Outre-mer

Un pesticide détruit la pêche martiniquaise

Pollution au chlordécone

Céline Tabou / 26 décembre 2012

Le 21 décembre, le conflit entre les marins-pêcheurs et les autorités préfectorales a conduit à un durcissement de la grève menée par l’intersyndicale des marins-pêcheurs de la Martinique, qui bloque depuis le 20 décembre le port de Fort-de-France.

Les manifestants demandent une aide d’urgence du gouvernement afin de répondre aux difficultés du secteur de la pêche, après la mise en place de nouvelles mesures d’interdiction de pêcher dans certaines zones du littoral.

La contestation a pris lorsque le préfet a décidé d’interdire la pêche dans certaines zones en raison de la contamination des langoustes par le chlordécone. Plusieurs réunions avec les élus de la Région Martinique et le préfet de Région, Laurent Prévost, n’ont pas empêché le blocage du port. Un administrateur délégué par le gouvernement, Jean-Michel Suche, a été envoyé à Fort-de-France pour tenter de régler ce conflit, mais d’autres secteurs d’activités ont décidé de prendre part à la grève des marins-pêcheurs, comme le Syndicat des transporteurs professionnels de marchandises (STPM), le maire du Prêcheur, Marcellin Nadeau.

Sauver la pêche de la pollution

Le terminal de la Pointe des Grives du port de Fort-de-France est toujours bloqué par les marins-pêcheurs. Les barrages filtrants visent particulièrement les bananiers, selon l’Agence France Presse. En effet, ces derniers sont jugés responsables de la situation désastreuse de la filière pêche en Martinique. Un gréviste a expliqué à l’AFP que « la banane nous a tués ».

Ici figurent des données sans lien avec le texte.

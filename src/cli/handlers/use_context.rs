use anyhow::{Result, anyhow};
use clap::Parser;
use colored::*;
use dialoguer::{Select, theme::ColorfulTheme};

use crate::{
    cli::{handlers::commons::FilterArgs, session::Session},
    core::entity_resolver::{AmbiguousError, EntityResolver, Resolution, ResolveError},
    models::ResolvedPath,
};

#[derive(Parser, Debug)]
#[command(
    no_binary_name = true,
    about = "Selects the workspace later commands act on."
)]
struct UseArgs {
    #[command(flatten)]
    filter: FilterArgs,

    /// Choose interactively when several workspaces match.
    #[arg(long)]
    pick: bool,

    /// Clear the active selection.
    #[arg(long, conflicts_with_all = ["pick", "ecosystem", "domain", "app", "workspace"])]
    clear: bool,
}

pub fn handle(args: Vec<String>, session: &mut Session) -> Result<()> {
    let use_args = UseArgs::try_parse_from(&args)?;

    if use_args.clear {
        session.context.clear(&mut session.store);
        println!("\n{} {}", t!("common.success").green(), t!("use.cleared"));
        return Ok(());
    }

    let filter = use_args.filter.to_filter();
    let resolution = EntityResolver::new(&session.store).evaluate(&filter)?;
    let path = match resolution {
        Resolution::Found(path) => path,
        Resolution::NotFound => return Err(ResolveError::NotFound { filter }.into()),
        Resolution::Ambiguous(candidates) if use_args.pick => pick(candidates)?,
        Resolution::Ambiguous(candidates) => {
            return Err(ResolveError::from(AmbiguousError {
                filter,
                candidates: candidates.iter().map(ResolvedPath::full_path).collect(),
            })
            .into());
        }
    };

    session.context.apply(&mut session.store, &path);
    println!(
        "\n{} {}",
        t!("common.success").green(),
        format_args!(t!("use.selected"), path = path.full_path().cyan())
    );
    Ok(())
}

/// Lets the user choose among ambiguous candidates.
fn pick(mut candidates: Vec<ResolvedPath>) -> Result<ResolvedPath> {
    let items: Vec<String> = candidates.iter().map(ResolvedPath::full_path).collect();
    let selection = Select::with_theme(&ColorfulTheme::default())
        .with_prompt(t!("use.prompt.pick"))
        .items(&items)
        .default(0)
        .interact_opt()?;

    match selection {
        Some(i) if i < candidates.len() => Ok(candidates.swap_remove(i)),
        _ => Err(anyhow!(t!("common.info.operation_cancelled"))),
    }
}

Les grévistes dénoncent la pollution due au chlordécone utilisé par les bananiers. Celle-ci entraîne une réduction de la zone de pêche à la langouste. Cette interdiction remet en cause la situation des professionnels de la pêche en Martinique qui « est de plus en plus inquiétante ».

La pollution due au chlordécone « représente un réel problème en Martinique. Elle pourrait bien, si des solutions pérennes n’intervenaient pas à temps, faire disparaître la langouste locale de nos assiettes… Et avec elle toute une profession », ont dénoncé les grévistes.

De son côté, Bertrand Cambusy, chef de file du SAPEM (Syndicat des artisans marins-pêcheurs et éleveurs marins), a lancé un appel d’urgence. Ce dernier souhaite « un plan d’aide pour pallier les difficultés dont souffrent les professionnels de la mer ».

Le 21 décembre, les présidents des trois Chambres consulaires (commerce et industrie, agriculture, métiers et artisanat), les présidents du Medef-Martinique, de la CGPME-Martinique et de l’AMPI ont appelé à « sortir de cette impasse, à privilégier le dialogue pour ne pas alourdir une situation économique déjà très difficile et à libérer les accès au terminal (portuaire) de la Pointe des Grives », d’après l’AFP. En dépit des appels des différents présidents des Chambres, l’intersyndicale des marins-pêcheurs de la Martinique est restée sourde aux demandes de lever du blocage du port de Fort-de-France entamé jeudi 20 décembre.